When Duke Ellington came to Moscow in the 1970s, I decided to present him with one of my own records. At the Composers' Union our members corralled Duke into a corner of the room - I was introduced to him. He smiled and said, "Ah, Mr Lundstrem! Before coming here I was warned that there was a Russian orchestra in Moscow led by a man with a Swedish surname." Later, at a reception at the US Embassy, we were received with great respect. The Ambassador kissed my wife's hand. She thought, however, that he was the embassy's commissionaire! I was taken to Ellington again and the Ambassador himself interpreted. I said, "Mr Ellington, I still have your record, "Kind old South". Collectors have offered a lot of money for it, but its rightful place is the museum in Chita. They are going to have a 'Lundstrem Street' there. Ellington replied, "Very interesting! A Russian from Baikal (Ellington thought that Siberia consisted of Lake Baikal and bears) heard my music and decided to be a musician."
Oleg Lundstrem

Then he clasped my shoulder and continued, sadly, "But that was all a long time ago." He was a generation - 18 years - older than me. A year later he succumbed to liver cancer…
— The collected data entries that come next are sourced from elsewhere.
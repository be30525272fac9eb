//! Wallet selection core: trigger/overlay coordination plus the pure
//! partition policy behind the picker overlay.
//!
//! The two collaborators this crate deliberately does not own:
//! - the overlay/windowing primitive, injected through
//!   [`dialog::DialogService`] (open a component, get back a handle with a
//!   single asynchronous close notification);
//! - the per-item rendering surface, supplied by the embedding UI.
//!
//! What it does own is the policy: at most one overlay in flight per
//! trigger, exactly one close notification per accepted request, and the
//! installed/other partition with its onboarding recommendation.

pub mod dialog;
pub mod partition;
pub mod trigger;
pub mod wallet;

pub use dialog::{DialogConfig, DialogHandle, DialogPoll, DialogRequest, DialogService};
pub use partition::WalletPartition;
pub use trigger::PickerTrigger;
pub use wallet::{ReadyState, Wallet, WalletName};
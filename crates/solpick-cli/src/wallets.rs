//! Wallet list input for the demo host.

use std::fs;
use std::path::Path;

use anyhow::{Context, Result};
use solpick_core::{ReadyState, Wallet};

/// Loads a wallet list from a JSON file, or the built-in sample set.
pub fn load(path: Option<&Path>) -> Result<Vec<Wallet>> {
    let Some(path) = path else {
        return Ok(sample_wallets());
    };

    let raw = fs::read_to_string(path)
        .with_context(|| format!("Failed to read wallet list {}", path.display()))?;
    let wallets: Vec<Wallet> = serde_json::from_str(&raw)
        .with_context(|| format!("Invalid wallet list {}", path.display()))?;
    Ok(wallets)
}

/// Built-in sample roughly matching a stock wallet-adapter setup.
pub fn sample_wallets() -> Vec<Wallet> {
    vec![
        Wallet::new("Phantom", ReadyState::Installed).with_icon("👻"),
        Wallet::new("Solflare", ReadyState::Loadable).with_icon("🔆"),
        Wallet::new("Torus", ReadyState::Loadable).with_icon("🌀"),
        Wallet::new("Ledger", ReadyState::NotDetected).with_icon("🔑"),
        Wallet::new("Sollet", ReadyState::NotDetected),
    ]
}

#[cfg(test)]
mod tests {
    use super::*;

    #[test]
    fn test_sample_covers_every_offered_readiness_class() {
        let wallets = sample_wallets();
        for state in [
            ReadyState::Installed,
            ReadyState::Loadable,
            ReadyState::NotDetected,
        ] {
            assert!(wallets.iter().any(|w| w.ready_state == state));
        }
    }
}
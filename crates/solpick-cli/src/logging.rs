//! Logging setup.
//!
//! The interactive picker owns the terminal, so logs go to a file when
//! `--log-file` is given and are disabled otherwise. `RUST_LOG` overrides
//! the default `info` filter.

use std::fs::File;
use std::path::Path;

use anyhow::{Context, Result};
use tracing_appender::non_blocking::WorkerGuard;
use tracing_subscriber::EnvFilter;

/// Initializes tracing output. The returned guard must stay alive for the
/// duration of the program so buffered log lines get flushed.
pub fn init(log_file: Option<&Path>) -> Result<Option<WorkerGuard>> {
    let Some(path) = log_file else {
        return Ok(None);
    };

    let file = File::create(path)
        .with_context(|| format!("Failed to create log file {}", path.display()))?;
    let (writer, guard) = tracing_appender::non_blocking(file);

    let filter = EnvFilter::try_from_default_env().unwrap_or_else(|_| EnvFilter::new("info"));
    tracing_subscriber::fmt()
        .with_env_filter(filter)
        .with_writer(writer)
        .with_ansi(false)
        .init();

    Ok(Some(guard))
}
//! Reducer for the demo host.
//!
//! All state mutations happen here. The runtime calls `update(app, event)`
//! and executes the returned effects; the reducer itself never touches the
//! trigger or the terminal.

use crossterm::event::{KeyCode, KeyEvent, KeyModifiers};

use crate::effects::UiEffect;
use crate::events::UiEvent;
use crate::overlays::{OverlayTransition, WalletPickerState};
use crate::state::AppState;

pub fn update(app: &mut AppState, event: UiEvent) -> Vec<UiEffect> {
    match event {
        UiEvent::Tick | UiEvent::Resize => vec![],
        UiEvent::Key(key) => handle_key(app, key),
        UiEvent::DialogOpened(opened) => {
            app.overlay = Some(WalletPickerState::open(&opened.request, opened.closer));
            vec![]
        }
        UiEvent::WalletSelected(name) => {
            app.tui.connected = Some(name);
            vec![]
        }
    }
}

fn handle_key(app: &mut AppState, key: KeyEvent) -> Vec<UiEffect> {
    // An active overlay takes over keyboard input.
    if app.overlay.is_some() {
        let transition = app.overlay.as_mut().map(|overlay| overlay.handle_key(key));
        if let Some(OverlayTransition::Close(result)) = transition
            && let Some(picker) = app.overlay.take()
        {
            picker.resolve(result);
        }
        return vec![];
    }

    let ctrl = key.modifiers.contains(KeyModifiers::CONTROL);
    match key.code {
        KeyCode::Char('q') | KeyCode::Esc => vec![UiEffect::Quit],
        KeyCode::Char('c') if ctrl => vec![UiEffect::Quit],
        KeyCode::Char('w') | KeyCode::Enter => vec![UiEffect::OpenPicker],
        _ => vec![],
    }
}

#[cfg(test)]
mod tests {
    use solpick_core::dialog::{DialogConfig, DialogHandle, DialogPoll, DialogRequest};
    use solpick_core::{ReadyState, Wallet, WalletName};

    use super::*;
    use crate::dialog::OpenedDialog;

    fn key(code: KeyCode) -> KeyEvent {
        KeyEvent::new(code, KeyModifiers::NONE)
    }

    fn opened_dialog(wallets: Vec<Wallet>) -> (OpenedDialog, DialogHandle) {
        let (closer, handle) = DialogHandle::channel();
        let request = DialogRequest {
            wallets,
            config: DialogConfig::default(),
        };
        (OpenedDialog { request, closer }, handle)
    }

    #[test]
    fn test_dialog_opened_installs_the_overlay() {
        let mut app = AppState::new(Vec::new());
        let (opened, _handle) =
            opened_dialog(vec![Wallet::new("Phantom", ReadyState::Installed)]);

        let effects = update(&mut app, UiEvent::DialogOpened(opened));
        assert!(effects.is_empty());
        assert!(app.overlay.is_some());
    }

    #[test]
    fn test_overlay_close_resolves_the_notification_once() {
        let mut app = AppState::new(Vec::new());
        let (opened, mut handle) =
            opened_dialog(vec![Wallet::new("Phantom", ReadyState::Installed)]);
        update(&mut app, UiEvent::DialogOpened(opened));

        let effects = update(&mut app, UiEvent::Key(key(KeyCode::Enter)));
        assert!(effects.is_empty());
        assert!(app.overlay.is_none());
        assert_eq!(
            handle.poll(),
            DialogPoll::Closed(Some(WalletName::from("Phantom")))
        );
    }

    #[test]
    fn test_overlay_swallows_host_keys_while_open() {
        let mut app = AppState::new(Vec::new());
        let (opened, _handle) =
            opened_dialog(vec![Wallet::new("Phantom", ReadyState::Installed)]);
        update(&mut app, UiEvent::DialogOpened(opened));

        // 'q' navigates nothing in the overlay and must not quit the host.
        let effects = update(&mut app, UiEvent::Key(key(KeyCode::Char('q'))));
        assert!(effects.is_empty());
        assert!(app.overlay.is_some());
    }

    #[test]
    fn test_host_keys_map_to_effects() {
        let mut app = AppState::new(Vec::new());
        assert_eq!(
            update(&mut app, UiEvent::Key(key(KeyCode::Char('w')))),
            [UiEffect::OpenPicker]
        );
        assert_eq!(
            update(&mut app, UiEvent::Key(key(KeyCode::Char('q')))),
            [UiEffect::Quit]
        );
    }

    #[test]
    fn test_selection_event_updates_host_state() {
        let mut app = AppState::new(Vec::new());
        update(
            &mut app,
            UiEvent::WalletSelected(WalletName::from("Solflare")),
        );
        assert_eq!(app.tui.connected, Some(WalletName::from("Solflare")));
    }
}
Were you appreciated by the Russian government?

I was always in secret opposition to the government. I never agreed with Gorky and Khruschev that, "Jazz is the music of the overfed." There were, though, some exceptions. An episode involving Primakov was one of them. When the orchestra went to Tbilisi, Primakov was 14. The concert in an open-air cinema was packed. They even broke down the fence. Primakov himself climbed a tree to listen to the concert. At the time there was a showing of the film, "Sun Ballet Serenade", but we weren't aware of it and we began the concert with music from the film. I wish you could have been there! Later, Primakov became a fan and expert on jazz - we introduced him.
…In his later years the maestro lived in restricted circumstances. He lived on a retainer wage from the orchestra and often recalled his teacher's words: "I have never exchanged music for money."

Oleg Lundstrem

Eleven years short of a century
The big, old house where Lundstrem lived was one of the local landmarks. Although there were few visitors he received phone calls from all over the world. In the evenings, Lundstrem would sit in front of the fire talking to the maid; it became a ritual and even when his mind was, "full of flats and sharps" he stuck to it. In the mornings he played piano. His later arrangements (released on record) were based on Central Asian folklore and Mingrelian lullabies; he called them "Bukhara Variations" and, "In the Georgian Mountains. Lundstrem had this to say about the house: -I bought the house from the well-known singer Isabelle Yuryeva. Stalin gave this settlement to the artists and she built the house here in 1938…I bought it together with my brother and members of the orchestra. Now my nephew and his wife and six children live here, too. This is our summer house. It was my fate not to have children. By nature I am a sportsman - I was a record holder in rowing - but at work I am a scientist by approach. It can be difficult to reconcile these two aspects, but I have discovered a compromise. Every day I practise Tibetan exercises, like acupuncture I energise particular points in my body; I do this on an empty stomach, before breakfast. Then I meditate for an hour in my armchair. I have never even caught a cold from those around me.

Oleg Lundstrem

Don't you find life boring?

I take a philosophical approach. I am now reading a very interesting book by Vernadsky called, "Nosfera". My wife used to say, "You are a great optimist". I have begun to appreciate time and to use it productively. It's about time! Towards the end of his life, Utyosov said of himself, "The man standing before you is 13 years short of a century", but I am 11 years short of a century… When I was 60, I understood that the meaning of life is life itself. The meaning of our existence is what you are given. The Chinese believe this gift to be from 'eternity', Europeans believe it comes from God. I believe more in 'eternity'.